Con el segundo mandato de Trump, ha entrado en una nueva crisis la globalización. Queremos responder, entonces, a dos preguntas: ¿Cómo es que el Partido Republicano se ha transformado tan profundamente? ¿Por qué fueron los demócratas incapaces de disputarles?
I- Los resultados, en números
Muchas encuestas han circulado dando cuenta de los cambios entre las elecciones del 2020 y las del 2024. Por ejemplo, un dato sobresaliente es que, por primera vez, los republicanos ganaron entre los hombres «latinos». Parece una cosa increíble, dada la campaña abiertamente racista, de odio, del trumpismo. «Vienen a contaminar nuestra sangre» dijo Trump, usando una retórica tan abiertamente nazi que no es necesario ni explicar por qué lo es. Pero todos esos datos están distorsionados por no tener en cuenta otro, completamente clave: la cantidad de votantes demócratas se cayó mucho, mientras que la de Trump subió levemente.
Las elecciones del 2020 tuvieron una participación muy alta. 15 millones de nuevos votantes se movilizaron a las urnas, la mayoría para rechazar a Trump. Fue un hecho inédito, dado que la participación electoral en Estados Unidos se ha estancado o directamente ha declinado por mucho tiempo. En 2020, los demócratas alcanzaron 81 millones de votos en las presidenciales, en 2024, 73 millones. En 2024, Trump fue votado por 76 millones de personas, en 2020 habían sido 74 millones.

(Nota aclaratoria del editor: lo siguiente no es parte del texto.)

#![forbid(unsafe_code)]

//! Accent tokens and the color theme.
//!
//! Widgets never hard-code colors: a region carries an [`Accent`] token and
//! the [`Theme`] resolves it. The theme also owns the two fill opacity levels
//! the diagram switches between.

use academy_render::cell::PackedRgba;

#[cfg(feature = "serde")]
use serde::{Deserialize, Serialize};

/// Semantic accent color token.
#[derive(Debug, Clone, Copy, PartialEq, Eq, Hash)]
#[cfg_attr(feature = "serde", derive(Serialize, Deserialize))]
#[cfg_attr(feature = "serde", serde(rename_all = "kebab-case"))]
pub enum Accent {
    Sky,
    Emerald,
    Violet,
    Teal,
    Fuchsia,
    Amber,
    Indigo,
}

impl Accent {
    pub const ALL: [Accent; 7] = [
        Accent::Sky,
        Accent::Emerald,
        Accent::Violet,
        Accent::Teal,
        Accent::Fuchsia,
        Accent::Amber,
        Accent::Indigo,
    ];
}

/// Fill opacity of an emphasized circle.
pub const DEFAULT_EMPHASIZED_OPACITY: f32 = 0.55;
/// Fill opacity of a dim circle.
pub const DEFAULT_DIM_OPACITY: f32 = 0.18;

/// Color slots and opacity levels.
#[derive(Debug, Clone, Copy, PartialEq)]
pub struct Theme {
    /// Diagram and panel background.
    pub background: PackedRgba,
    /// Primary text.
    pub text: PackedRgba,
    /// Secondary text (placeholder, hints, status line).
    pub muted: PackedRgba,
    /// Borders and separators.
    pub border: PackedRgba,
    pub emphasized_opacity: f32,
    pub dim_opacity: f32,
}

impl Default for Theme {
    fn default() -> Self {
        Self {
            background: PackedRgba::rgb(17, 24, 39),
            text: PackedRgba::rgb(243, 244, 246),
            muted: PackedRgba::rgb(156, 163, 175),
            border: PackedRgba::rgb(75, 85, 99),
            emphasized_opacity: DEFAULT_EMPHASIZED_OPACITY,
            dim_opacity: DEFAULT_DIM_OPACITY,
        }
    }
}

impl Theme {
    /// Same palette with different opacity levels.
    #[must_use]
    pub fn with_opacities(mut self, emphasized: f32, dim: f32) -> Self {
        self.emphasized_opacity = emphasized;
        self.dim_opacity = dim;
        self
    }

    /// Opaque color for an accent token.
    pub const fn accent(&self, accent: Accent) -> PackedRgba {
        match accent {
            Accent::Sky => PackedRgba::rgb(56, 189, 248),
            Accent::Emerald => PackedRgba::rgb(52, 211, 153),
            Accent::Violet => PackedRgba::rgb(167, 139, 250),
            Accent::Teal => PackedRgba::rgb(45, 212, 191),
            Accent::Fuchsia => PackedRgba::rgb(232, 121, 249),
            Accent::Amber => PackedRgba::rgb(251, 191, 36),
            Accent::Indigo => PackedRgba::rgb(129, 140, 248),
        }
    }

    /// Fill opacity for an emphasized (`true`) or dim (`false`) shape.
    pub const fn opacity(&self, emphasized: bool) -> f32 {
        if emphasized {
            self.emphasized_opacity
        } else {
            self.dim_opacity
        }
    }
}

#[cfg(test)]
mod tests {
    use super::*;

    #[test]
    fn accents_are_distinct_and_opaque() {
        let theme = Theme::default();
        let colors: Vec<PackedRgba> = Accent::ALL.iter().map(|a| theme.accent(*a)).collect();
        for (i, a) in colors.iter().enumerate() {
            assert_eq!(a.a(), 255);
            for b in &colors[i + 1..] {
                assert_ne!(a, b);
            }
        }
    }

    #[test]
    fn default_opacities_are_ordered() {
        let theme = Theme::default();
        assert!(theme.opacity(false) < theme.opacity(true));
        assert_eq!(theme.opacity(true), DEFAULT_EMPHASIZED_OPACITY);
    }

    #[test]
    fn with_opacities_keeps_palette() {
        let theme = Theme::default().with_opacities(0.9, 0.1);
        assert_eq!(theme.emphasized_opacity, 0.9);
        assert_eq!(theme.dim_opacity, 0.1);
        assert_eq!(theme.background, Theme::default().background);
    }

    #[cfg(feature = "serde")]
    #[test]
    fn accent_serializes_kebab_case() {
        let json = serde_json::to_string(&Accent::Fuchsia).expect("serialize");
        assert_eq!(json, "\"fuchsia\"");
        let back: Accent = serde_json::from_str("\"indigo\"").expect("deserialize");
        assert_eq!(back, Accent::Indigo);
    }
}
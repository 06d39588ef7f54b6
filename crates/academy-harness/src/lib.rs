#![forbid(unsafe_code)]

//! Test harness for the Academy diagram UI.
//!
//! - [`headless::HeadlessBackend`] runs a [`Program`](academy_runtime::Program)
//!   against scripted events and keeps what a terminal would show.
//! - [`golden`] turns buffers into plain text and BLAKE3 checksums, and
//!   compares checksum lists against golden files.

pub mod golden;
pub mod headless;

pub use golden::{buffer_to_text, compute_buffer_checksum};
pub use headless::{HeadlessBackend, run_script};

Mientras los Biden-Harris han perdido votos, Trump ha conquistado nuevos. Que el GOP (los republicanos) se haya alzado con la mayoría absoluta de votos fue algo inesperado. Se esperaba que, si ganaban, iba a ser por obtener la mayoría en el Colegio Electoral, cosa que también consiguieron. Solamente una vez desde los 90′, en el año 2004, los republicanos habían conquistado la mayoría de los votos.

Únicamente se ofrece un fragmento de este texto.